Uno de los acusados del crimen de Navahermosa se contradice

Hoy, tercera sesión en la Audiencia con la exposición de los informes definitivos

EFE
TOLEDO Actualizado:

El testimonio que dio cuatro meses después de los hechos Clemente P.G., de 56, años, acusado de matar con una barra de hierro a Gregorio L.L., en Navahermosa el 4 de agosto de 2006, está en contradicción con lo que el procesado declaró el lunes durante la vista oral.

Durante la reconstrucción de los hechos que se hizo en Navahermosa en diciembre de 2006 y que ayer se reprodujo para el jurado popular en la sala de vistas de la Audiencia de Toledo, Clemente dijo entonces que le pinchó en el costado con la barra de hierro (el gato de un coche de la víctima) después del forcejeo.

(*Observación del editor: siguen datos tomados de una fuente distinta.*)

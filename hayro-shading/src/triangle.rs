//! Gouraud-shaded triangles, including their degenerate forms.

use crate::color::ColorComponents;
use crate::geometry::{covers_edge, points_coincide, signed_area};
use crate::line::{Line, round_point};
use crate::mesh::Vertex;
use crate::settings::POINT_TOLERANCE;
use kurbo::{Point, Rect};

/// The number of distinct corners of a triangle.
#[derive(Debug, Copy, Clone, PartialEq, Eq)]
pub enum Degeneracy {
    /// All three corners coincide.
    Point = 1,
    /// The triangle collapsed into a line segment.
    Line = 2,
    /// A proper triangle with a non-zero area.
    Proper = 3,
}

/// A triangle with a color at each corner.
#[derive(Debug, Clone)]
pub struct Triangle {
    points: [Point; 3],
    colors: [ColorComponents; 3],
    degeneracy: Degeneracy,
    line: Option<Line>,
    area: f64,
}

impl Triangle {
    /// Create a new triangle, classifying its degeneracy.
    pub fn new(points: [Point; 3], colors: [ColorComponents; 3]) -> Self {
        let [a, b, c] = points;
        let area = signed_area(a, b, c);
        let coincident = [
            points_coincide(a, b),
            points_coincide(a, c),
            points_coincide(b, c),
        ];

        let degeneracy = match coincident.iter().filter(|c| **c).count() {
            0 if area.abs() >= POINT_TOLERANCE => Degeneracy::Proper,
            0 | 1 => Degeneracy::Line,
            _ => Degeneracy::Point,
        };

        let line = (degeneracy == Degeneracy::Line).then(|| {
            // Use the two corners that are the farthest apart. This picks the two distinct
            // corners if two of them coincide, and the end points of the segment if all
            // three lie on one line.
            let (i, j) = [(0, 1), (0, 2), (1, 2)]
                .into_iter()
                .max_by(|(i1, j1), (i2, j2)| {
                    let d1 = points[*i1].distance_squared(points[*j1]);
                    let d2 = points[*i2].distance_squared(points[*j2]);
                    d1.total_cmp(&d2)
                })
                .unwrap_or((0, 1));

            Line::new(points[i], points[j], colors[i].clone(), colors[j].clone())
        });

        Self {
            points,
            colors,
            degeneracy,
            line,
            area,
        }
    }

    /// Create a new triangle from three mesh vertices.
    pub fn from_vertices(vertices: [Vertex; 3]) -> Self {
        let [v0, v1, v2] = vertices;

        Self::new([v0.point, v1.point, v2.point], [v0.color, v1.color, v2.color])
    }

    /// The degeneracy of the triangle.
    pub fn degeneracy(&self) -> Degeneracy {
        self.degeneracy
    }

    /// The corners of the triangle.
    pub fn points(&self) -> &[Point; 3] {
        &self.points
    }

    /// The colors at the corners of the triangle.
    pub fn colors(&self) -> &[ColorComponents; 3] {
        &self.colors
    }

    /// The line the triangle collapsed into, if its degeneracy is [`Degeneracy::Line`].
    pub fn line(&self) -> Option<&Line> {
        self.line.as_ref()
    }

    /// The bounding box of the corners.
    pub fn bounding_box(&self) -> Rect {
        let [a, b, c] = self.points;

        Rect::from_points(a, b).union_pt(c)
    }

    /// Whether the point lies inside of the triangle.
    ///
    /// Points on the top and left edges of a proper triangle are inside, points on
    /// the other edges are not. This way, adjacent triangles never both contain the
    /// points of their shared edge.
    pub fn contains(&self, p: Point) -> bool {
        let [a, b, c] = self.points;

        match self.degeneracy {
            Degeneracy::Point => points_coincide(a, p),
            Degeneracy::Line => self.line.as_ref().is_some_and(|l| l.contains(p)),
            Degeneracy::Proper => {
                let [a, b, c] = if self.area > 0.0 { [a, b, c] } else { [a, c, b] };

                covers_edge(p, a, b) && covers_edge(p, b, c) && covers_edge(p, c, a)
            }
        }
    }

    /// The interpolated color at the given point.
    pub fn color_at(&self, p: Point) -> ColorComponents {
        let [a, b, c] = self.points;

        match self.degeneracy {
            Degeneracy::Point => {
                let [c0, c1, c2] = &self.colors;

                c0.iter()
                    .zip(c1.iter())
                    .zip(c2.iter())
                    .map(|((c0, c1), c2)| ((*c0 as f64 + *c1 as f64 + *c2 as f64) / 3.0) as f32)
                    .collect()
            }
            Degeneracy::Line => match &self.line {
                Some(line) => line.color_at(round_point(p)),
                None => self.colors[0].clone(),
            },
            Degeneracy::Proper => {
                let weights = [
                    signed_area(p, b, c) / self.area,
                    signed_area(a, p, c) / self.area,
                    signed_area(a, b, p) / self.area,
                ];
                let [c0, c1, c2] = &self.colors;

                c0.iter()
                    .zip(c1.iter())
                    .zip(c2.iter())
                    .map(|((c0, c1), c2)| {
                        (*c0 as f64 * weights[0] + *c1 as f64 * weights[1] + *c2 as f64 * weights[2])
                            as f32
                    })
                    .collect()
            }
        }
    }
}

Esta declaración de Clemente realizada en el lugar de los hechos cuatro meses después del suceso y que se hizo en presencia de la jueza, el fiscal y los abogados de las partes, está en contradicción con lo que el lunes declaró el acusado en la vista oral cuando dijo que la barra se la clavó de forma accidental la víctima durante el forcejeo que ambos mantuvieron y cuando sujetaban la barra cada uno por un extremo.

Antes de que hoy se inicie la tercera sesión con la exposición de los informes definitivos, las partes elevaron a definitivas sus conclusiones.

Así, el fiscal mantiene su petición de 12 años de prisión por homicidio para Clemente y otros tantos para su hijo, José Alberto, de 25, mientras que acusa al hijo del fallecido, Gustavo L.M. de una falta de lesiones, y quien también se sienta en el banquillo de los acusados.

La acusación particular eleva la pena por el delito de homicidio para padre e hijo a 13 años, mientras que las defensas mantienen la inocencia de los acusados y piden la libre absolución, aunque introducen como alternativa la atenuante de dilación indebida del procedimiento al haber transcurrido más de cinco años hasta la celebración del juicio.

Declaración de forenses

La forense que ayer testificó como perito en el juicio que se sigue en Toledo con jurado popular por la muerte de Gregorio L.L. , cree improbable que la herida que le provocó el fallecimiento se produjera de forma accidental durante el forcejeo con uno de los acusados, Clemente P.G., de 56 años.

La forense, que acudió a la sala de vistas en representación del compañero fallecido que hizo el informe de autopsia, explicó que la única herida mortal que presentaba el cadáver es «compatible» con la barra de hierro que supuestamente le clavó Clemente «con gran fuerza» y que la herida tiene trayectoria ascendente, es decir, de abajo a arriba.

La perito precisó, además, que si la herida mortal, por desangramiento de la arteria renal, se hubiera producido durante el forcejeo entre el acusado y la víctima mientras tiraban cada uno de un extremo de la barra, como dijo ayer el inculpado, la herida «hubiera sido más horizontal» y que se requiere «algo más que inercia» para producirla.

Aunque la víctima tenía también hematomas en la cabeza y en el puño, la forense precisó que la única herida mortal fue la del costado, que tenía una profundidad de 20 centímetros, que le produjo una hemorragia interna al haber alcanzado la arteria renal.

Por su parte, los peritos de la Guardia Civil que analizaron la barra y el cuchillo que se esgrimió en la escena del crimen dijeron que los restos de sangre hallados en la barra de hierro «era de Clemente y no de Gregorio», lo que las acusaciones atribuyen a que el arma se lavó tras el suceso, en el que resultaron heridos todos durante la pelea.

En la segunda sesión prestaron declaración también 15 testigos, la mayoría parientes y amigos de alguna de las partes, aunque el presidente magistrado del jurado, Manuel Gutiérrez, dejó claro que no se iban a tener en cuenta los testimonios que narraron unos episodios ocurridos semanas antes a estos hechos, por los cuales la familia de la víctima fue denunciada en dos ocasiones por parte de la de los acusados.